The result should be every line in the data below that carries the string "numeric".
+===+
//! Canonical IPv4 / IPv6 address value
//!
//! An [`Address`] is exactly 4 or 16 bytes in network byte order. Every other
//! representation (text, bit string, hex, decimal) is derived from the bytes.

use serde::{Deserialize, Serialize};
use std::cmp::Ordering;
use std::fmt;
use std::net::{IpAddr, Ipv4Addr, Ipv6Addr};
use std::str::FromStr;
use tracing::trace;

use crate::format::{self, Recognized};
use crate::{AddressInput, NetspanError, Result};

/// IP protocol version, derived from the address length
#[derive(Debug, Clone, Copy, PartialEq, Eq, Hash, PartialOrd, Ord, Serialize, Deserialize)]
pub enum Version {
    /// 4-byte addresses
    V4,
    /// 16-byte addresses
    V6,
}

impl Version {
    /// Address width in bits (32 or 128)
    pub fn width(self) -> u8 {
        match self {
            Version::V4 => 32,
            Version::V6 => 128,
        }
    }

    /// Protocol number (4 or 6)
    pub fn number(self) -> u8 {
        match self {
            Version::V4 => 4,
            Version::V6 => 6,
        }
    }

    /// Largest value an address of this version can hold
    pub fn max_value(self) -> u128 {
        match self {
            Version::V4 => u128::from(u32::MAX),
            Version::V6 => u128::MAX,
        }
    }
}

impl fmt::Display for Version {
    fn fmt(&self, f: &mut fmt::Formatter<'_>) -> fmt::Result {
        write!(f, "IPv{}", self.number())
    }
}

/// A single IP address in canonical fixed-width form
///
/// Equality compares bytes, so addresses of different versions are never
/// equal. Ordering is only defined between addresses of the same version:
/// `partial_cmp` returns `None` across versions.
///
/// # Examples
///
/// ```
/// use netspan_core::Address;
///
/// let a = Address::parse("192.168.9.103").unwrap();
/// assert_eq!(a.next().to_string(), "192.168.9.104");
/// assert_eq!(a.to_decimal().to_string(), "3232237927");
///
/// let b = Address::parse("0xc0a80967").unwrap();
/// assert_eq!(a, b);
/// ```
#[derive(Debug, Clone, Copy, PartialEq, Eq, Hash, Serialize, Deserialize)]
#[serde(try_from = "String", into = "String")]
pub enum Address {
    /// IPv4 address bytes
    V4([u8; 4]),
    /// IPv6 address bytes
    V6([u8; 16]),
}

impl Address {
    /// Parse any supported input into an address.
    ///
    /// Text is checked against the encodings in [`crate::format`]; integers
    /// below 2^32 are IPv4 and all larger integers are IPv6; raw bytes must be
    /// exactly 4 or 16 long.
    ///
    /// # Examples
    ///
    /// ```
    /// use netspan_core::{Address, Version};
    ///
    /// assert_eq!(Address::parse(197394567u32).unwrap().version(), Version::V4);
    /// assert_eq!(Address::parse("197394567").unwrap().version(), Version::V6);
    /// assert_eq!(Address::parse(4294967297u64).unwrap().version(), Version::V6);
    /// ```
    pub fn parse<'a>(input: impl Into<AddressInput<'a>>) -> Result<Self> {
        let input = input.into();
        let parsed = match &input {
            AddressInput::Address(addr) => Some(*addr),
            AddressInput::Text(text) => Self::from_text(text),
            AddressInput::Integer(value) => Some(Self::from_integer(*value)),
            AddressInput::Bytes(bytes) => Self::from_slice(bytes),
        };

        parsed.ok_or_else(|| NetspanError::invalid_address(&input))
    }

    /// Address from a numeric value; below 2^32 it is IPv4, otherwise IPv6.
    pub fn from_integer(value: u128) -> Self {
        match u32::try_from(value) {
            Ok(v4) => Address::V4(v4.to_be_bytes()),
            Err(_) => Address::V6(value.to_be_bytes()),
        }
    }

    /// Address of the given version holding `value`.
    ///
    /// Bits above the version's width are discarded.
    pub fn from_u128(version: Version, value: u128) -> Self {
        match version {
            Version::V4 => Address::V4((value as u32).to_be_bytes()),
            Version::V6 => Address::V6(value.to_be_bytes()),
        }
    }

    /// Address from raw canonical bytes (length 4 or 16).
    pub fn from_slice(bytes: &[u8]) -> Option<Self> {
        if let Ok(v4) = <[u8; 4]>::try_from(bytes) {
            return Some(Address::V4(v4));
        }
        <[u8; 16]>::try_from(bytes).ok().map(Address::V6)
    }

    fn from_text(text: &str) -> Option<Self> {
        let recognized = format::recognize(text)?;
        trace!(input = text, format = ?recognized.format(), "recognized address text");

        match recognized {
            Recognized::DottedQuad(ip) => Some(ip.into()),
            Recognized::Literal(ip) => Some(ip.into()),
            Recognized::Binary(bits) => {
                let bytes: Vec<u8> = bits
                    .as_bytes()
                    .chunks(8)
                    .map(|chunk| {
                        chunk
                            .iter()
                            .fold(0u8, |acc, bit| (acc << 1) | (bit - b'0'))
                    })
                    .collect();
                Self::from_slice(&bytes)
            }
            Recognized::Hex(digits) => {
                let bytes = (0..digits.len())
                    .step_by(2)
                    .map(|i| u8::from_str_radix(&digits[i..i + 2], 16).ok())
                    .collect::<Option<Vec<u8>>>()?;
                Self::from_slice(&bytes)
            }
            Recognized::Decimal(digits) => digits
                .parse::<u128>()
                .ok()
                .map(|value| Address::V6(value.to_be_bytes())),
        }
    }

    /// Smallest address of a version (all zero bits)
    pub fn min_value(version: Version) -> Self {
        Self::from_u128(version, 0)
    }

    /// Largest address of a version (all one bits)
    pub fn max_value(version: Version) -> Self {
        Self::from_u128(version, version.max_value())
    }

    /// Version derived from the byte length
    pub fn version(&self) -> Version {
        match self {
            Address::V4(_) => Version::V4,
            Address::V6(_) => Version::V6,
        }
    }

    /// Width in bits (32 or 128)
    pub fn width(&self) -> u8 {
        self.version().width()
    }

    /// Raw bytes, most significant first
    pub fn as_bytes(&self) -> &[u8] {
        match self {
            Address::V4(bytes) => bytes,
            Address::V6(bytes) => bytes,
        }
    }

    /// Big-endian numeric value, widened to 128 bits
    pub fn to_u128(&self) -> u128 {
        match self {
            Address::V4(bytes) => u128::from(u32::from_be_bytes(*bytes)),
            Address::V6(bytes) => u128::from_be_bytes(*bytes),
        }
    }

    /// Convert to the standard library representation
    pub fn to_ip_addr(&self) -> IpAddr {
        match self {
            Address::V4(bytes) => IpAddr::V4(Ipv4Addr::from(*bytes)),
            Address::V6(bytes) => IpAddr::V6(Ipv6Addr::from(*bytes)),
        }
    }

    /// Each byte as 8 binary digits, most significant bit first
    pub fn to_binary_string(&self) -> String {
        self.as_bytes().iter().map(|b| format!("{:08b}", b)).collect()
    }

    /// Lower-case hex, two digits per byte
    pub fn to_hex(&self) -> String {
        self.as_bytes().iter().map(|b| format!("{:02x}", b)).collect()
    }

    /// Base-10 value of the big-endian bytes
    ///
    /// IPv4 stays numeric and IPv6 becomes a digit string, so parsing the
    /// result yields this address again.
    pub fn to_decimal(&self) -> Decimal {
        match self {
            Address::V4(bytes) => Decimal::V4(u32::from_be_bytes(*bytes)),
            Address::V6(bytes) => Decimal::V6(
                bytes
                    .iter()
                    .fold(0u128, |acc, byte| (acc << 8) | u128::from(*byte))
                    .to_string(),
            ),
        }
    }

    /// Compare two addresses of the same version.
    ///
    /// Fails with [`NetspanError::VersionMismatch`] across versions.
    pub fn try_cmp(&self, other: &Self) -> Result<Ordering> {
        self.partial_cmp(other)
            .ok_or(NetspanError::VersionMismatch {
                left: self.version(),
                right: other.version(),
            })
    }

    /// Same version and strictly greater
    pub fn greater_than(&self, other: &Self) -> bool {
        self > other
    }

    /// Same version and strictly smaller
    pub fn less_than(&self, other: &Self) -> bool {
        self < other
    }

    /// The following address; the maximum address wraps to zero.
    pub fn next(&self) -> Self {
        Self::from_u128(self.version(), self.to_u128().wrapping_add(1))
    }

    /// The preceding address; zero wraps to the maximum address.
    pub fn prev(&self) -> Self {
        Self::from_u128(self.version(), self.to_u128().wrapping_sub(1))
    }

    /// Number of trailing zero bits, bounded by the width
    pub fn trailing_zeros(&self) -> u32 {
        match self {
            Address::V4(bytes) => u32::from_be_bytes(*bytes).trailing_zeros(),
            Address::V6(bytes) => u128::from_be_bytes(*bytes).trailing_zeros(),
        }
    }
}

impl PartialOrd for Address {
    fn partial_cmp(&self, other: &Self) -> Option<Ordering> {
        match (self, other) {
            (Address::V4(a), Address::V4(b)) => Some(a.cmp(b)),
            (Address::V6(a), Address::V6(b)) => Some(a.cmp(b)),
            _ => None,
        }
    }
}

/// Decimal form of an [`Address`]
///
/// A bare digit string always parses as IPv6, so IPv4 values are kept as
/// integers.
#[derive(Debug, Clone, PartialEq, Eq, Hash)]
pub enum Decimal {
    V4(u32),
    V6(String),
}

impl fmt::Display for Decimal {
    fn fmt(&self, f: &mut fmt::Formatter<'_>) -> fmt::Result {
        match self {
            Decimal::V4(value) => write!(f, "{}", value),
            Decimal::V6(digits) => f.write_str(digits),
        }
    }
}

impl fmt::Display for Address {
    fn fmt(&self, f: &mut fmt::Formatter<'_>) -> fmt::Result {
        write!(f, "{}", self.to_ip_addr())
    }
}

impl FromStr for Address {
    type Err = NetspanError;

    fn from_str(s: &str) -> Result<Self> {
        Address::parse(s)
    }
}

impl TryFrom<String> for Address {
    type Error = NetspanError;

    fn try_from(value: String) -> Result<Self> {
        Address::parse(value)
    }
}

impl From<Address> for String {
    fn from(value: Address) -> Self {
        value.to_string()
    }
}

impl From<Ipv4Addr> for Address {
    fn from(value: Ipv4Addr) -> Self {
        Address::V4(value.octets())
    }
}

impl From<Ipv6Addr> for Address {
    fn from(value: Ipv6Addr) -> Self {
        Address::V6(value.octets())
    }
}

impl From<IpAddr> for Address {
    fn from(value: IpAddr) -> Self {
        match value {
            IpAddr::V4(v4) => v4.into(),
            IpAddr::V6(v6) => v6.into(),
        }
    }
}

impl From<Address> for IpAddr {
    fn from(value: Address) -> Self {
        value.to_ip_addr()
    }
}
+===+
## Solution for this exercise
    /// Address from a numeric value; below 2^32 it is IPv4, otherwise IPv6.
    /// Big-endian numeric value, widened to 128 bits
    /// IPv4 stays numeric and IPv6 becomes a digit string, so parsing the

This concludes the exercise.